Nella prefazione all’edizione ristampata nel 2005, Amos Vogel scriveva che nonostante i cambiamenti avvenuti nel mondo dall’anno della prima pubblicazione, come la fine dell’Unione Sovietica o il dissolvimento della Jugoslavia, non trovava alcun motivo «per modificare o cambiare le tesi e le strutture messe a punto nell’originale». E a ragione, visto che il suo Film as a Subversive Art, uscito nel 1974, è diventato (e lo è tuttora) un testo formativo indispensabile per generazioni di studiosi, programmatori (o aspiranti tali), fabbricanti di festival, storici, curatori di cinema, e anzi i neomoralismi e gli algoritmi del «contenuto» che imperversano non solo nell’industria lo rendono sempre più attuale.

IL SUO AUTORE che Herzog definiva «la coscienza morale del cinema» è morto nel 2012 a New York, era nato a Vienna ma l’America è dove è sempre stato dopo la fuga dall’invasione nazista insieme alla famiglia, e a New York fonderà il suo cineclub, Cinema 16, in cui programma per primo i film di Resnais, Rivette, Oshima e di Maya Deren, Bruce Conner o Stan Brakhage .
Cosa è dunque l’«Arte sovversiva» a cui si riferisce Vogel? «Ogni opera d’arte, purché originale e volta a rompere con il passato anziché ripeterlo, è sovversiva» scrive.

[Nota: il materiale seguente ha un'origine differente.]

#![deny(rust_2018_idioms)]
#![deny(clippy::all)]

//! The campaign selection engine.
//!
//! For each ad-display request the engine narrows the campaign pool through
//! eligibility and geo predicates, gates premium candidates on balance and
//! hourly budget, weights the survivors by price and remaining budget, draws
//! one winner through an alias table, and escalates premium -> fallback ->
//! broadened fallback until a tier fills. An empty result is "no fill", not
//! an error.

pub mod alias;
pub mod budget;
pub mod context;
pub mod ecpm;
pub mod eligibility;
pub mod impression;
pub mod selection;

pub use self::alias::AliasTable;
pub use self::budget::{BudgetTracker, SpendLedger};
pub use self::context::{parse_keywords, Geo, GeoResolver, RequestContext};
pub use self::ecpm::{adjusted_ecpm, ecpms, CountryEcpm};
pub use self::impression::{
    mint_token, ImpressionRecorder, KeyValueStore, MemoryStore, VirtualImpression,
};
pub use self::selection::{CampaignRepository, Organizations, Selector};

E ancora: «L’ arte non potrà mai prendere il posto dell’azione sociale … ma il suo compito rimane sempre lo stesso: cambiare la coscienza. Quando ciò accade, anche se soltanto con un singolo essere umano, si tratta di un risultato talmente importante da fornire sia giustificazione che spiegazione all’arte sovversiva». Che scopriamo nelle sue pagine tra le avanguardie sovietiche, l’espressionismo, il surrealismo, Warhol, Duras, Antonioni, Prima della rivoluzione e Janczo, le immagini che fanno vacillare i tabù visivi, il corpo, le mestruazioni, il gender: un’altra storia del cinema, forse quella appunto che oggi si dovrebbe studiare con molta attenzione.

IN OCCASIONE del centenario della nascita di Vogel, il festival spagnolo di Navarra Punto de Vista – che si è chiuso la scorsa settimana – ha presentato un omaggio al sovversivo Vogel curato da Alex Horwath, direttore in passato della Viennale e a lungo alla guida del Filmmuseum di Vienna, e da Regina Schlagnitweit, Un evento importante anche perché accaduto in un contesto che a sua volta appare quasi come una sovversione, almeno rispetto le decisioni di politica culturale applicate in questo lungo anno di pandemia dalla maggior parte dei governi: il festival infatti si è svolto in presenza, la Spagna ha scelto di lasciare quasi sempre aperti i luoghi culturali, cinema e teatri supportandoli economicamente per questo.
Sei i capitoli coi quali il magnifico Amos in Wonderland – questo il titolo dell’omaggio – esplora l’universo di Vogel costruendo nuove corrispondenze – «Volevamo evocare alcune sfumature dell’attività di Amos seguendo il suo esempio: seleziona il meglio e evitare il burocratismo» dicono i curatori.

ECCOCI così agli inizi della sua avventura, New Home è un viaggio (per immagini) a New York, la sua nuova casa, introdotto da frammenti di un’ intervista allo stesso Vogel con Paul Cronin (2003), in cui ricorda il viaggio d’esilio. Il programma raccoglie film come In the Streets (1944-1948) di Helen Levitt, James Agee, Janice Loeb, la vita quotidiana nelle strade di Harlem, bambini, anziani, cani, gatti, gli idranti, la gente che lavora, un racconto di quella che per Vogel è divenuta la «terra promessa». E poi il suo unico film come montatore, Weegee’s New York (1946-1951) ma anche Operation Jane Walk di Leonhard Müllner, Robin Klengel (2017) che suggerisce una militarizzazione della metropoli.

SECRETS and Revelations: a musical è la fascinazione per il mistero, l’irrazionale – vi troviamo anche La Taranta di Gianfranco Mingozzi (1952) o Rabbit of Seville diChuck Jones (1950). Mentre le rivoluzioni degli anni Sessanta e le rotture estetiche che producono – così importanti nel libro – rivendicano la libertà dalle forme narrative dominanti: è PlayGround che presenta tra gli altri,6/64 Mama und Papa di Kurt Kren (1964) e Yippie, un film collettivo realizzato durante la Convention democratica Usa del ’68.